Joseph DORFFMEISTER Hungary, 1764-1814
Il nostro dipinto raffigura un giovane uomo ritratto all’antica con un elmo e un’armatura giunto dinanzi alle rovine di un antico edificio su di uno splendido cocchio dorato, trainato da due bianchi destrieri al galoppo; a terra, di fianco al carro, un giovane scudiero a torso nudo tiene le redini dei cavalli. La scena si svolge ai bordi di una scogliera oltre la quale si scorgono, sullo sfondo, le acque del mare agitate in lontananza da un mostro marino.
Numerose sono le citazioni dall’antico presenti nel nostro dipinto: oltre che per le vesti e per la possente anatomia dei due personaggi rappresentati, l’artista si è ispirato a modelli classici per la realizzazione del carro e, in particolare, della facciata cieca dell’edificio, simile a un tempio classico, sormontata in alto da un frontone e ornata più in basso da un fregio istoriato e da colonne in ordine corinzio.
L’opera è ispirata al mito di Ippolito, figlio di Teseo e dell’amazzone Antiope (o Ippolita), e della sua matrigna Fedra: dopo aver tentato invano di sedurre Ippolito, casto e di bell’aspetto, Fedra confessa a Teseo, suo sposo, di essere insidiata dal giovane. Non volendo uccidere suo figlio di propria mano, Teseo chiede aiuto a Poseidone, dio del mare, che invia sulla riva un mostro marino a spaventare i cavalli di Ippolito, che muore cadendo dal proprio carro.
Da un punto di vista iconografico, il nostro dipinto offre una soluzione originale alla rappresentazione del mito di Ippolito, solitamente rappresentato nell’attimo in cui, caduto dal proprio carro, muore. L’artista ungherese ha diversamente scelto di raffigurare gli istanti che precedono la morte del giovane. Sir Peter Paul Rubens ha raffigurato, ad esempio, la tragica Morte di Ippolito.

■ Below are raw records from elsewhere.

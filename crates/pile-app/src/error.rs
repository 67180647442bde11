/// Errors from the application context.
#[derive(Debug, thiserror::Error)]
pub enum AppError {
    /// No application context has been installed.
    #[error("no application context is installed")]
    NotInstalled,

    /// An application context is already installed.
    #[error("application context `{0}` is already installed")]
    AlreadyInstalled(String),

    /// The memory model can only change while no application is installed.
    #[error("memory model cannot change while an application is installed")]
    MemoryModelLocked,

    /// The configuration could not be parsed.
    #[error("invalid configuration: {0}")]
    Config(String),

    /// Reading the configuration file failed.
    #[error("I/O error: {0}")]
    Io(#[from] std::io::Error),

    /// The process-wide slot lock was poisoned.
    #[error("lock poisoned: {0}")]
    LockPoisoned(String),
}

/// Result alias for application context operations.
pub type AppResult<T> = Result<T, AppError>;
impl Pile for InMemoryPile {
    fn put(&self, data: &[u8]) -> PileResult<Handle> {
        let size = data.len() as u64;
        if size > self.config.segment_size {
            return Err(PileError::ObjectTooLarge {
                size,
                limit: self.config.segment_size,
            });
        }

        let mut inner = self.write()?;
        self.check_budget(inner.utilized, size)?;
        let index = self.target_segment(&mut inner, size)?;
        let reuse = self.config.allocation_mode == AllocationMode::ReuseSpace;

        let segment = inner.segments[index].get_or_insert_with(Segment::default);
        let (address, generation) = match segment.free.pop().filter(|_| reuse) {
            Some(address) => {
                let slot = &mut segment.slots[address as usize];
                slot.generation += 1;
                slot.data = Some(data.to_vec());
                (address, slot.generation)
            }
            None => {
                let address = segment.slots.len() as u32;
                segment.slots.push(Slot {
                    generation: 0,
                    data: Some(data.to_vec()),
                });
                (address, 0)
            }
        };
        segment.live += 1;
        segment.used += size;
        inner.objects += 1;
        inner.utilized += size;

        Ok(Handle::new(index as u32, address, generation))
    }

    fn put_at(&self, handle: Handle, data: &[u8]) -> PileResult<()> {
        let size = data.len() as u64;
        if size > self.config.segment_size {
            return Err(PileError::ObjectTooLarge {
                size,
                limit: self.config.segment_size,
            });
        }

        let mut inner = self.write()?;
        let utilized = inner.utilized;
        let segment = inner
            .segments
            .get_mut(handle.segment() as usize)
            .and_then(Option::as_mut)
            .ok_or(PileError::InvalidHandle(handle))?;
        let slot = segment
            .slot_mut(handle)
            .ok_or(PileError::InvalidHandle(handle))?;

        let old = slot.data.as_ref().map_or(0, |d| d.len() as u64);
        if size > old {
            self.check_budget(utilized, size - old)?;
        }
        // Overwrites stay in place even if the segment goes over budget.
        slot.data = Some(data.to_vec());
        segment.used = segment.used - old + size;
        inner.utilized = inner.utilized - old + size;
        Ok(())
    }

    fn get(&self, handle: Handle) -> PileResult<Vec<u8>> {
        let inner = self.read()?;
        inner
            .segments
            .get(handle.segment() as usize)
            .and_then(Option::as_ref)
            .and_then(|seg| seg.slot(handle))
            .and_then(|slot| slot.data.clone())
            .ok_or(PileError::InvalidHandle(handle))
    }

    fn remove(&self, handle: Handle) -> PileResult<bool> {
        let mut inner = self.write()?;
        let reuse = self.config.allocation_mode == AllocationMode::ReuseSpace;
        let Some(segment) = inner
            .segments
            .get_mut(handle.segment() as usize)
            .and_then(Option::as_mut)
        else {
            return Ok(false);
        };
        let Some(slot) = segment.slot_mut(handle) else {
            return Ok(false);
        };

        let size = slot.data.take().map_or(0, |d| d.len() as u64);
        // A slot at the last generation is retired, never reused.
        if reuse && slot.generation < u32::MAX {
            segment.free.push(handle.address());
        }
        segment.live -= 1;
        segment.used -= size;
        inner.objects -= 1;
        inner.utilized -= size;
        Ok(true)
    }
}

impl std::fmt::Debug for InMemoryPile {
    fn fmt(&self, f: &mut std::fmt::Formatter<'_>) -> std::fmt::Result {
        let stats = self.stats().unwrap_or_default();
        f.debug_struct("InMemoryPile")
            .field("object_count", &stats.object_count)
            .field("segment_count", &stats.segment_count)
            .finish()
    }
}
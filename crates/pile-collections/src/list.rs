//! The pile-backed doubly linked list.
//!
//! [`PileList`] keeps its header and every node as separate pile records
//! linked by handle. No operation holds a resolved record across a pile
//! call it does not control: each step re-reads what it needs, changes its
//! local copy, and writes it back.
//!
//! # Invariants
//!
//! - `head` and `tail` are the sentinel together, exactly when `count == 0`.
//! - Walking `count` steps along `next` from `head` ends at `tail`; one more
//!   step reaches the sentinel. The same holds along `prev` from `tail`.
//! - `a.next == b` implies `b.prev == a` for linked nodes.
//! - Every linked node's `owner` is the header's handle.
//!
//! # Write ordering
//!
//! The pile has no multi-call transactions, so structural updates are
//! ordered to keep every stored handle resolvable between calls: new
//! records are written before anything links to them, and neighbors and
//! the header are rewritten before a node's record is released.

use std::fmt;
use std::marker::PhantomData;
use std::sync::Arc;

use pile_store::{Handle, Pile};
use serde::de::DeserializeOwned;
use serde::Serialize;
use tracing::{debug, warn};

use crate::error::{ListError, ListResult};
use crate::iter::{Direction, Iter, Nodes, Walk};
use crate::node::PileNode;
use crate::record::{self, Link, ListRecord, NodeRecord};

/// A doubly linked list whose header and nodes live in a pile.
///
/// A `PileList` value is just the pile plus the header's handle; cloning it
/// or [`attach`](Self::attach)ing to the same handle gives another view of
/// the same list.
///
/// Concurrent structural changes to one list need an external lock held
/// for the whole operation. Read-only walks may interleave with each other.
pub struct PileList<T> {
    pile: Arc<dyn Pile>,
    handle: Handle,
    _marker: PhantomData<fn() -> T>,
}

impl<T> PileList<T> {
    pub(crate) fn from_parts(pile: Arc<dyn Pile>, handle: Handle) -> Self {
        Self {
            pile,
            handle,
            _marker: PhantomData,
        }
    }

    /// Persist a new, empty list header in `pile`.
    pub fn new(pile: Arc<dyn Pile>) -> ListResult<Self> {
        let header = record::create_list(pile.as_ref())?;
        debug!(list = %header.this, "created list");
        Ok(Self::from_parts(pile, header.this))
    }

    /// Persist a new, empty list in the application's current pile.
    pub fn new_default() -> ListResult<Self> {
        Self::new(pile_app::current_pile()?)
    }

    /// Attach to a list previously persisted at `handle`.
    pub fn attach(pile: Arc<dyn Pile>, handle: Handle) -> ListResult<Self> {
        record::load_list(pile.as_ref(), handle)?;
        Ok(Self::from_parts(pile, handle))
    }

    /// The handle of the list header.
    pub fn handle(&self) -> Handle {
        self.handle
    }

    /// The pile holding this list.
    pub fn pile(&self) -> Arc<dyn Pile> {
        Arc::clone(&self.pile)
    }

    /// Number of elements. Reads the stored counter; never walks the chain.
    pub fn len(&self) -> ListResult<usize> {
        Ok(self.header()?.count as usize)
    }

    pub fn is_empty(&self) -> ListResult<bool> {
        Ok(self.header()?.count == 0)
    }

    /// Always `false`: every list accepts structural changes.
    pub fn is_read_only(&self) -> bool {
        false
    }

    /// The first node, or `None` if the list is empty.
    pub fn first(&self) -> ListResult<Option<PileNode<T>>> {
        let header = self.header()?;
        self.node_at(header.this, Link::Head, header.head)
    }

    /// The last node, or `None` if the list is empty.
    pub fn last(&self) -> ListResult<Option<PileNode<T>>> {
        let header = self.header()?;
        self.node_at(header.this, Link::Tail, header.tail)
    }

    /// Lazily walk the values from head to tail.
    ///
    /// Each call starts a new walk. The iterator yields copies and stops
    /// after the first error.
    pub fn iter(&self) -> Iter<T> {
        Iter::new(self.walk(Direction::Forward))
    }

    /// Lazily walk the values from tail to head.
    pub fn iter_rev(&self) -> Iter<T> {
        Iter::new(self.walk(Direction::Backward))
    }

    /// Lazily walk the nodes from head to tail.
    pub fn nodes(&self) -> Nodes<T> {
        Nodes::new(self.walk(Direction::Forward))
    }

    /// Remove every node, releasing their records. The header stays.
    ///
    /// The header is reset first, so the released chain is never reachable
    /// from the list while it is being torn down.
    pub fn clear(&self) -> ListResult<()> {
        let mut header = self.header()?;
        let (old_head, old_count) = (header.head, header.count);
        header.head = Handle::INVALID;
        header.tail = Handle::INVALID;
        header.count = 0;
        record::store_list(self.pile.as_ref(), &header)?;

        let (mut from, mut link, mut current) = (header.this, Link::Head, old_head);
        let mut released = 0u64;
        while let Some(rec) = record::follow(self.pile.as_ref(), from, link, current)? {
            record::release_node(self.pile.as_ref(), &rec)?;
            released += 1;
            (from, link, current) = (rec.this, Link::Next, rec.next);
        }
        if released != old_count {
            warn!(list = %self.handle, released, count = old_count, "cleared chain length differed from count");
        }
        debug!(list = %self.handle, released, "cleared list");
        Ok(())
    }

    /// Clear the list and release its header. Handles to it stop resolving.
    pub fn destroy(self) -> ListResult<()> {
        self.clear()?;
        self.pile.remove(self.handle)?;
        debug!(list = %self.handle, "destroyed list");
        Ok(())
    }

    /// Check every structural invariant, walking the chain both ways.
    ///
    /// Returns the first violation found as [`ListError::Corrupt`], or the
    /// broken link that stopped the walk.
    pub fn check_integrity(&self) -> ListResult<()> {
        let result = self.verify();
        if let Err(e) = &result {
            warn!(list = %self.handle, error = %e, "list integrity check failed");
        }
        result
    }

    pub(crate) fn header(&self) -> ListResult<ListRecord> {
        record::load_list(self.pile.as_ref(), self.handle)
    }

    fn walk(&self, direction: Direction) -> Walk {
        Walk::new(Arc::clone(&self.pile), self.handle, direction)
    }

    fn node_at(&self, from: Handle, link: Link, target: Handle) -> ListResult<Option<PileNode<T>>> {
        let found = record::follow(self.pile.as_ref(), from, link, target)?;
        Ok(found.map(|rec| PileNode::from_parts(Arc::clone(&self.pile), rec.this)))
    }

    fn corrupt(&self, handle: Handle, reason: impl Into<String>) -> ListError {
        ListError::Corrupt {
            handle,
            reason: reason.into(),
        }
    }

    fn verify(&self) -> ListResult<()> {
        let header = self.header()?;
        if header.head.is_invalid() != header.tail.is_invalid() {
            return Err(self.corrupt(header.this, "only one of head and tail is the sentinel"));
        }
        if header.head.is_invalid() != (header.count == 0) {
            return Err(self.corrupt(
                header.this,
                format!("head is {} but count is {}", header.head, header.count),
            ));
        }

        for direction in [Direction::Forward, Direction::Backward] {
            let mut expected_back = Handle::INVALID;
            let mut seen = 0u64;
            for rec in self.walk(direction) {
                let rec = rec?;
                if rec.owner != header.this {
                    return Err(self.corrupt(rec.this, format!("owned by {}", rec.owner)));
                }
                let back = match direction {
                    Direction::Forward => rec.prev,
                    Direction::Backward => rec.next,
                };
                if back != expected_back {
                    return Err(self.corrupt(
                        rec.this,
                        format!("back link is {back}, expected {expected_back}"),
                    ));
                }
                expected_back = rec.this;
                seen += 1;
            }
            let end = match direction {
                Direction::Forward => header.tail,
                Direction::Backward => header.head,
            };
            if expected_back != end {
                return Err(self.corrupt(
                    header.this,
                    format!("walk ended at {expected_back}, expected {end}"),
                ));
            }
            if seen != header.count {
                return Err(self.corrupt(
                    header.this,
                    format!("walked {seen} nodes, count is {}", header.count),
                ));
            }
        }
        Ok(())
    }

    /// Rewrite the neighbors of `rec` and the header so the chain bypasses
    /// it. `rec` itself is not written.
    fn splice_out(&self, rec: &NodeRecord) -> ListResult<()> {
        let pile = self.pile.as_ref();
        let mut header = self.header()?;

        // Resolve both neighbors before writing anything.
        let prev = record::follow(pile, rec.this, Link::Previous, rec.prev)?;
        let next = record::follow(pile, rec.this, Link::Next, rec.next)?;
        if prev.is_none() && header.head != rec.this {
            return Err(self.corrupt(rec.this, "no predecessor but not the head"));
        }
        if next.is_none() && header.tail != rec.this {
            return Err(self.corrupt(rec.this, "no successor but not the tail"));
        }
        let count = header
            .count
            .checked_sub(1)
            .ok_or_else(|| self.corrupt(header.this, "count is zero but a node is linked"))?;

        match prev {
            Some(mut p) => {
                p.next = rec.next;
                record::store_node(pile, &p)?;
            }
            None => header.head = rec.next,
        }
        match next {
            Some(mut n) => {
                n.prev = rec.prev;
                record::store_node(pile, &n)?;
            }
            None => header.tail = rec.prev,
        }
        header.count = count;
        record::store_list(pile, &header)
    }
}

impl<T: Serialize + DeserializeOwned> PileList<T> {
    /// Append `value`; returns the new node.
    ///
    /// Costs a fixed number of pile calls regardless of length.
    pub fn push_back(&self, value: &T) -> ListResult<PileNode<T>> {
        let pile = self.pile.as_ref();
        let mut header = self.header()?;
        let old_tail = record::follow(pile, header.this, Link::Tail, header.tail)?;

        let node = PileNode::create(
            Arc::clone(&self.pile),
            header.this,
            header.tail,
            Handle::INVALID,
            value,
        )?;
        match old_tail {
            Some(mut tail) => {
                tail.next = node.handle();
                record::store_node(pile, &tail)?;
            }
            None => header.head = node.handle(),
        }
        header.tail = node.handle();
        header.count += 1;
        record::store_list(pile, &header)?;

        debug!(list = %header.this, node = %node.handle(), count = header.count, "appended node");
        Ok(node)
    }

    /// Collection-style name for [`push_back`](Self::push_back).
    pub fn add(&self, value: &T) -> ListResult<PileNode<T>> {
        self.push_back(value)
    }

    /// Prepend `value`; returns the new node.
    pub fn push_front(&self, value: &T) -> ListResult<PileNode<T>> {
        let pile = self.pile.as_ref();
        let mut header = self.header()?;
        let old_head = record::follow(pile, header.this, Link::Head, header.head)?;

        let node = PileNode::create(
            Arc::clone(&self.pile),
            header.this,
            Handle::INVALID,
            header.head,
            value,
        )?;
        match old_head {
            Some(mut head) => {
                head.prev = node.handle();
                record::store_node(pile, &head)?;
            }
            None => header.tail = node.handle(),
        }
        header.head = node.handle();
        header.count += 1;
        record::store_list(pile, &header)?;

        debug!(list = %header.this, node = %node.handle(), count = header.count, "prepended node");
        Ok(node)
    }

    /// Unlink `node` from this list without releasing it.
    ///
    /// The node keeps its value and becomes detached; the caller decides
    /// whether to [`erase`](PileNode::erase) it. Returns `false` if the node
    /// does not belong to this list.
    pub fn detach(&self, node: &PileNode<T>) -> ListResult<bool> {
        let rec = node.record()?;
        if rec.owner != self.handle {
            return Ok(false);
        }
        self.splice_out(&rec)?;
        record::store_node(self.pile.as_ref(), &rec.detached())?;
        debug!(list = %self.handle, node = %rec.this, "detached node");
        Ok(true)
    }

    /// Copy the values into `dest` starting at `start`, head first.
    ///
    /// Fails with [`ListError::CapacityExceeded`] before writing anything if
    /// `dest` cannot hold every element from `start` on.
    pub fn copy_to(&self, dest: &mut [T], start: usize) -> ListResult<()> {
        let available = dest.len();
        let required = start.saturating_add(self.len()?);
        if required > available {
            return Err(ListError::CapacityExceeded {
                required,
                available,
            });
        }
        for (i, value) in self.iter().enumerate() {
            let slot = dest
                .get_mut(start + i)
                .ok_or(ListError::CapacityExceeded {
                    required: start + i + 1,
                    available,
                })?;
            *slot = value?;
        }
        Ok(())
    }

    /// Collect copies of every value, head first.
    pub fn to_vec(&self) -> ListResult<Vec<T>> {
        self.iter().collect()
    }
}

impl<T: Serialize + DeserializeOwned + PartialEq> PileList<T> {
    /// Returns `true` if some element equals `value`.
    pub fn contains(&self, value: &T) -> ListResult<bool> {
        Ok(self.find_record(value)?.is_some())
    }

    /// The first node whose value equals `value`.
    pub fn find(&self, value: &T) -> ListResult<Option<PileNode<T>>> {
        Ok(self
            .find_record(value)?
            .map(|rec| PileNode::from_parts(Arc::clone(&self.pile), rec.this)))
    }

    /// Remove the first element equal to `value` and release its records.
    ///
    /// Returns `false`, leaving the list untouched, if there is none.
    pub fn remove(&self, value: &T) -> ListResult<bool> {
        let Some(rec) = self.find_record(value)? else {
            return Ok(false);
        };
        self.splice_out(&rec)?;
        record::release_node(self.pile.as_ref(), &rec)?;
        debug!(list = %self.handle, node = %rec.this, "removed node");
        Ok(true)
    }

    fn find_record(&self, value: &T) -> ListResult<Option<NodeRecord>> {
        for rec in self.walk(Direction::Forward) {
            let rec = rec?;
            let candidate: T = record::load_value(self.pile.as_ref(), &rec)?;
            if candidate == *value {
                return Ok(Some(rec));
            }
        }
        Ok(None)
    }
}

impl<T> Clone for PileList<T> {
    fn clone(&self) -> Self {
        Self::from_parts(Arc::clone(&self.pile), self.handle)
    }
}

impl<T> fmt::Debug for PileList<T> {
    fn fmt(&self, f: &mut fmt::Formatter<'_>) -> fmt::Result {
        f.debug_struct("PileList")
            .field("handle", &self.handle)
            .finish()
    }
}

Alcuni brani dell’autobiografia scritta da Philip J. von Rehfues, poeta, letterato e supremo consigliere segreto del governo di Prussia[1], riportano informazioni interessanti sulla vita e le opere di J. Dorffmeister: rimasto orfano sin da bambino dell’intera famiglia, Dorffmeister viene inviato da Ödenburg, sua città natale, a Vienna per studiare disegno con Füger, pittore di corte dell’Imperatore Giuseppe. Rehfues afferma di aver incontrato l’artista, giunto forse in Italia prima del 1798, a Livorno e che nel 1799 Dorffmeister prende parte all’insurrezione scoppiata ad Arezzo:
«La partecipazione attiva a questa insurrezione costrinse Dorfmeister, dopo la battaglia di Marengo, a cercar rifugio a Livorno […] Oltre a parecchi ritratti[2] egli portò a termine sotto i miei occhi un quadro raffigurante Ippolito e l’adombrarsi dei suoi destrieri alla vista del mostro marino, mentre il giovane eroe si sforza invano di domare gli animali. Lo spavento per l’apparizione era espresso anche sul bel volto, come pure il dominio dell’animo dell’eroe sullo spavento.»[3]
Il dipinto sarebbe poi stato portato a Vienna per essere esposto in uno dei palazzi imperiali.
[1] Il manoscritto originale dell’autobiografia scritta da Rehfues è andato irrimediabilmente perduto ma alcuni suoi passi vengono, per fortuna, ampiamente citati nel Lebensbild di A. Kauffman. I passi della biografia sono dunque tratti da: A. Kauffman, Philipp Joseph Rehfues. Ein Lebensbild, in «Zeitschrift für preussische Geschichte und Landeskunde», 18, Berlin 1881, pp. 89-224. Cit. in g. vasale Un viaggiatore tedesco, un pittore ungherese e l’insurrezione aretina del 1799, Città di Castello 1987, p. 21.
[2] Al principio del secolo XIX il D. contribuì allo sviluppo di una tradizione di vedutismo e ritrattistica genovese; di lue due Ritratti (1802, 1804) si conservano presso l’Accademia Linguistica di Belle Arti e un Ritratto femminile (1804) presso l’Asilo Tolot. aa. vv., La pittura a Genova e in Liguria: dal Seicento al primo Novecento, II, Genova 1987, p. 177.
[3] «[….] Ausser mehreren Porträten endigte er unter meinen Augen ein Bild, welches den Hippolitus darstellt, wie seine Rosse durch den Anblick des Seeungeheueres scheu geworden, und der junge Held vergebens bemüht ist, die Thiere zu zügeln. Das Entssetzen über die Erscheinung war auch in dem schönen Gesicht ausgedrückt, sowie die Herrschaft des Heldensgemüths über das Entsetzen.» Cit. in vasale 1987, p. 36, 38.